(Beginning of Material provided)

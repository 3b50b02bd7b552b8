//! Request/response model and the transport seam.
//!
//! The dispatch core never talks to the network itself. It hands an
//! [`ApiRequest`] to an injected [`Transport`] and classifies whatever comes
//! back. The production transport lives in [`crate::client`]; tests inject
//! scripted implementations.

use async_trait::async_trait;
use http::{HeaderMap, HeaderValue, Method, StatusCode};
use http::header::HeaderName;
use thiserror::Error;

/// An outgoing API request. Read-only to the retry machinery: the executor
/// may send the same request several times, so nothing in the loop mutates it.
#[derive(Debug, Clone)]
pub struct ApiRequest {
    method: Method,
    target: String,
    headers: HeaderMap,
    body: Option<serde_json::Value>,
}

impl ApiRequest {
    /// Build a request for an arbitrary method and target path.
    ///
    /// The target is resolved against the transport's base URL; it is not a
    /// full URL.
    pub fn new(method: Method, target: impl Into<String>) -> Self {
        Self { method, target: target.into(), headers: HeaderMap::new(), body: None }
    }

    /// GET request for `target`.
    pub fn get(target: impl Into<String>) -> Self {
        Self::new(Method::GET, target)
    }

    /// DELETE request for `target`.
    pub fn delete(target: impl Into<String>) -> Self {
        Self::new(Method::DELETE, target)
    }

    /// POST request for `target` carrying a JSON body.
    pub fn post(target: impl Into<String>, body: serde_json::Value) -> Self {
        Self::new(Method::POST, target).with_body(body)
    }

    /// Attach a header, replacing any previous value for the same name.
    pub fn with_header(mut self, name: HeaderName, value: HeaderValue) -> Self {
        self.headers.insert(name, value);
        self
    }

    /// Attach a JSON body.
    pub fn with_body(mut self, body: serde_json::Value) -> Self {
        self.body = Some(body);
        self
    }

    pub fn method(&self) -> &Method {
        &self.method
    }

    pub fn target(&self) -> &str {
        &self.target
    }

    pub fn headers(&self) -> &HeaderMap {
        &self.headers
    }

    pub fn body(&self) -> Option<&serde_json::Value> {
        self.body.as_ref()
    }
}

/// A response from the remote API, reduced to what classification and callers
/// need: status, headers, and the raw body text.
#[derive(Debug, Clone)]
pub struct ApiResponse {
    status: StatusCode,
    headers: HeaderMap,
    body: String,
}

impl ApiResponse {
    pub fn new(status: StatusCode, headers: HeaderMap, body: String) -> Self {
        Self { status, headers, body }
    }

    pub fn status(&self) -> StatusCode {
        self.status
    }

    pub fn headers(&self) -> &HeaderMap {
        &self.headers
    }

    /// Raw body text.
    pub fn text(&self) -> &str {
        &self.body
    }

    /// Consume the response, keeping only the body text.
    pub fn into_text(self) -> String {
        self.body
    }

    /// Deserialize the body as JSON.
    pub fn json<T: serde::de::DeserializeOwned>(&self) -> Result<T, serde_json::Error> {
        serde_json::from_str(&self.body)
    }
}

/// Failures below the HTTP layer. Every variant is classified as retryable:
/// the request never reached the server, or the connection died before a
/// status arrived, so a repeat cannot observe a duplicated side effect any
/// more than the original could.
#[derive(Debug, Clone, Error)]
pub enum TransportError {
    /// Connection could not be established or was dropped mid-flight.
    #[error("connection failed: {0}")]
    Connect(String),
    /// The attempt's own timeout elapsed (timeouts are configured on the
    /// transport, not imposed by the retry loop).
    #[error("request timed out: {0}")]
    Timeout(String),
    /// No bearer token could be produced for the attempt.
    #[error("bearer token unavailable: {0}")]
    Auth(String),
}

/// The injected send capability. Implementations carry their own auth
/// headers and per-attempt timeouts; the retry core only sees the result.
#[async_trait]
pub trait Transport: Send + Sync {
    async fn send(&self, request: &ApiRequest) -> Result<ApiResponse, TransportError>;
}
#![forbid(unsafe_code)]
#![deny(warnings)]
#![cfg_attr(not(test), deny(clippy::all))]

//! # Backstop
//!
//! Policy-driven retry dispatch for HTTP request execution.
//!
//! A [`Dispatcher`] routes each outgoing request through a retry policy
//! chosen by its HTTP method: GET and DELETE are idempotent and get the
//! bounded wait-and-retry policy; every other method runs single-shot so a
//! blind retry can never duplicate a side effect downstream. Each attempt's
//! result is classified as success, retryable failure, or terminal, and
//! retryable failures wait out a bounded exponential backoff that a
//! server-provided `Retry-After` hint overrides exactly.
//!
//! ## Features
//!
//! - **Method-aware dispatch** over a validated, named policy registry
//! - **Outcome classification** covering transport failures, 5xx, 429
//!   (with `Retry-After`), 408, and terminal statuses
//! - **Bounded exponential backoff** with optional caps and jitter
//! - **Cancellation-aware waits** that never block concurrent request flows
//! - **Observer hooks** for logging and metrics, outside the control path
//!
//! ## Quick Start
//!
//! ```rust
//! use std::sync::Arc;
//! use async_trait::async_trait;
//! use backstop::{
//!     ApiRequest, ApiResponse, Dispatcher, Policy, PolicyRegistry, Transport, TransportError,
//! };
//!
//! struct AlwaysOk;
//!
//! #[async_trait]
//! impl Transport for AlwaysOk {
//!     async fn send(&self, _request: &ApiRequest) -> Result<ApiResponse, TransportError> {
//!         Ok(ApiResponse::new(http::StatusCode::OK, http::HeaderMap::new(), "{}".into()))
//!     }
//! }
//!
//! # tokio::runtime::Runtime::new().unwrap().block_on(async {
//! let registry = Arc::new(PolicyRegistry::with_standard_policies(
//!     Policy::builder().max_attempts(3).build(),
//! ));
//! let dispatcher = Dispatcher::new(registry, Arc::new(AlwaysOk)).unwrap();
//! let response = dispatcher.dispatch(ApiRequest::get("WhoAmI")).await.unwrap();
//! assert!(response.status().is_success());
//! # });
//! ```

pub mod auth;
pub mod backoff;
pub mod classify;
pub mod client;
pub mod config;
pub mod context;
pub mod dispatch;
pub mod error;
pub mod executor;
pub mod jitter;
pub mod observer;
pub mod policy;
pub mod registry;
pub mod request;
pub mod sleeper;

// Re-exports
pub use backoff::{Backoff, BackoffError, MAX_BACKOFF};
pub use classify::{classify, FailureKind, Outcome};
pub use context::RetryContext;
pub use dispatch::Dispatcher;
pub use error::DispatchError;
pub use executor::RetryExecutor;
pub use jitter::Jitter;
pub use observer::{NoopObserver, RecordingObserver, RetryObserver, TracingObserver};
pub use policy::{Policy, PolicyBuilder, PolicyKind};
pub use registry::{keys, PolicyRegistry, RegistryError};
pub use request::{ApiRequest, ApiResponse, Transport, TransportError};
pub use sleeper::{InstantSleeper, Sleeper, TokioSleeper, TrackingSleeper};
//! Wait abstraction so retry delays can be faked in tests.
//!
//! Production code sleeps on the tokio timer; tests swap in sleepers that
//! return immediately or record what they were asked to wait.

use std::sync::{Arc, Mutex};
use std::time::Duration;

use futures::future::BoxFuture;

/// Something that can wait out a backoff delay without blocking the thread.
pub trait Sleeper: Send + Sync + std::fmt::Debug {
    fn sleep(&self, duration: Duration) -> BoxFuture<'static, ()>;
}

/// Cooperative sleep on the tokio timer.
#[derive(Debug, Clone, Copy, Default)]
pub struct TokioSleeper;

impl Sleeper for TokioSleeper {
    fn sleep(&self, duration: Duration) -> BoxFuture<'static, ()> {
        Box::pin(tokio::time::sleep(duration))
    }
}

/// Completes immediately regardless of the requested duration.
#[derive(Debug, Clone, Copy, Default)]
pub struct InstantSleeper;

impl Sleeper for InstantSleeper {
    fn sleep(&self, _duration: Duration) -> BoxFuture<'static, ()> {
        Box::pin(async {})
    }
}

/// Records every requested duration and completes immediately.
#[derive(Debug, Clone, Default)]
pub struct TrackingSleeper {
    recorded: Arc<Mutex<Vec<Duration>>>,
}

impl TrackingSleeper {
    pub fn new() -> Self {
        Self::default()
    }

    /// Durations requested so far, in order.
    pub fn recorded(&self) -> Vec<Duration> {
        self.recorded.lock().expect("sleeper state poisoned").clone()
    }
}

impl Sleeper for TrackingSleeper {
    fn sleep(&self, duration: Duration) -> BoxFuture<'static, ()> {
        self.recorded.lock().expect("sleeper state poisoned").push(duration);
        Box::pin(async {})
    }
}

#[cfg(test)]
mod tests {
    use super::*;

    #[tokio::test]
    async fn instant_sleeper_returns_immediately() {
        let start = std::time::Instant::now();
        InstantSleeper.sleep(Duration::from_secs(30)).await;
        assert!(start.elapsed() < Duration::from_millis(100));
    }

    #[tokio::test]
    async fn tracking_sleeper_records_in_order() {
        let sleeper = TrackingSleeper::new();
        sleeper.sleep(Duration::from_secs(2)).await;
        sleeper.sleep(Duration::from_secs(4)).await;
        assert_eq!(sleeper.recorded(), vec![Duration::from_secs(2), Duration::from_secs(4)]);
    }

    #[tokio::test(start_paused = true)]
    async fn tokio_sleeper_uses_the_timer() {
        let before = tokio::time::Instant::now();
        TokioSleeper.sleep(Duration::from_secs(5)).await;
        assert!(tokio::time::Instant::now() - before >= Duration::from_secs(5));
    }
}
//! Daemon configuration loaded from a JSON settings file.

use std::collections::BTreeMap;
use std::fs;
use std::path::Path;
use std::time::Duration;

use http::header::{HeaderName, HeaderValue};
use http::HeaderMap;
use serde::Deserialize;
use thiserror::Error;

use crate::backoff::Backoff;
use crate::policy::Policy;

#[derive(Debug, Error)]
pub enum ConfigError {
    #[error("failed to read {path}: {source}")]
    Read { path: String, source: std::io::Error },
    #[error("failed to parse {path}: {source}")]
    Parse { path: String, source: serde_json::Error },
    #[error("invalid configuration: {0}")]
    Invalid(String),
}

/// Top-level settings file.
#[derive(Debug, Clone, Deserialize)]
pub struct AppConfig {
    pub auth: AuthSettings,
    pub api: ApiSettings,
    #[serde(default)]
    pub retry: RetrySettings,
}

/// Client-credentials settings for the authority.
#[derive(Debug, Clone, Deserialize)]
pub struct AuthSettings {
    pub token_url: String,
    pub client_id: String,
    pub client_secret: String,
    /// Must be of the `resource/.default` shape for client-credentials
    /// flows.
    pub scope: String,
}

/// Remote API settings.
#[derive(Debug, Clone, Deserialize)]
pub struct ApiSettings {
    pub base_url: String,
    /// Headers stamped onto every request (e.g. `Accept`, OData version
    /// pins for a Dataverse-style API).
    #[serde(default)]
    pub default_headers: BTreeMap<String, String>,
    #[serde(default = "ApiSettings::default_timeout_secs")]
    pub request_timeout_secs: u64,
    /// Path probed at startup to prove the pipeline end to end.
    #[serde(default = "ApiSettings::default_probe_path")]
    pub probe_path: String,
}

impl ApiSettings {
    fn default_timeout_secs() -> u64 {
        30
    }

    fn default_probe_path() -> String {
        "WhoAmI".to_string()
    }

    pub fn request_timeout(&self) -> Duration {
        Duration::from_secs(self.request_timeout_secs)
    }

    /// Parse the configured header map into typed headers.
    pub fn default_headers(&self) -> Result<HeaderMap, ConfigError> {
        let mut headers = HeaderMap::new();
        for (name, value) in &self.default_headers {
            let header = HeaderName::from_bytes(name.as_bytes())
                .map_err(|e| ConfigError::Invalid(format!("header name '{name}': {e}")))?;
            let value = HeaderValue::from_str(value)
                .map_err(|e| ConfigError::Invalid(format!("header value for '{name}': {e}")))?;
            headers.insert(header, value);
        }
        Ok(headers)
    }
}

/// Tuning for the standard retrying policy.
#[derive(Debug, Clone, Deserialize)]
pub struct RetrySettings {
    #[serde(default = "RetrySettings::default_max_attempts")]
    pub max_attempts: u32,
    /// Base of the exponential ladder in seconds; the stock value of 2
    /// yields 2^n-second waits.
    #[serde(default = "RetrySettings::default_backoff_base_secs")]
    pub backoff_base_secs: u64,
    /// Optional ceiling on the computed wait.
    #[serde(default)]
    pub max_backoff_secs: Option<u64>,
}

impl RetrySettings {
    fn default_max_attempts() -> u32 {
        3
    }

    fn default_backoff_base_secs() -> u64 {
        2
    }

    /// Build the retrying policy these settings describe.
    pub fn retrying_policy(&self) -> Result<Policy, ConfigError> {
        let mut backoff = Backoff::exponential(Duration::from_secs(self.backoff_base_secs));
        if let Some(cap) = self.max_backoff_secs {
            backoff = backoff
                .with_max(Duration::from_secs(cap))
                .map_err(|e| ConfigError::Invalid(e.to_string()))?;
        }
        Ok(Policy::builder().max_attempts(self.max_attempts).backoff(backoff).build())
    }
}

impl Default for RetrySettings {
    fn default() -> Self {
        Self {
            max_attempts: Self::default_max_attempts(),
            backoff_base_secs: Self::default_backoff_base_secs(),
            max_backoff_secs: None,
        }
    }
}

impl AppConfig {
    /// Load and validate settings from a JSON file.
    pub fn from_file(path: &Path) -> Result<Self, ConfigError> {
        let display = path.display().to_string();
        let raw = fs::read_to_string(path)
            .map_err(|source| ConfigError::Read { path: display.clone(), source })?;
        let config: Self = serde_json::from_str(&raw)
            .map_err(|source| ConfigError::Parse { path: display, source })?;
        config.validate()?;
        Ok(config)
    }

    fn validate(&self) -> Result<(), ConfigError> {
        let required = [
            ("auth.token_url", &self.auth.token_url),
            ("auth.client_id", &self.auth.client_id),
            ("auth.client_secret", &self.auth.client_secret),
            ("auth.scope", &self.auth.scope),
            ("api.base_url", &self.api.base_url),
        ];
        for (name, value) in required {
            if value.trim().is_empty() {
                return Err(ConfigError::Invalid(format!("{name} must not be empty")));
            }
        }
        Ok(())
    }
}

(End of Material provided)

## Work request
Among the lines of the material, find those that hold the word "PolicyRegistry" and copy them.

## Result below
//!     ApiRequest, ApiResponse, Dispatcher, Policy, PolicyRegistry, Transport, TransportError,
//! let registry = Arc::new(PolicyRegistry::with_standard_policies(
pub use registry::{keys, PolicyRegistry, RegistryError};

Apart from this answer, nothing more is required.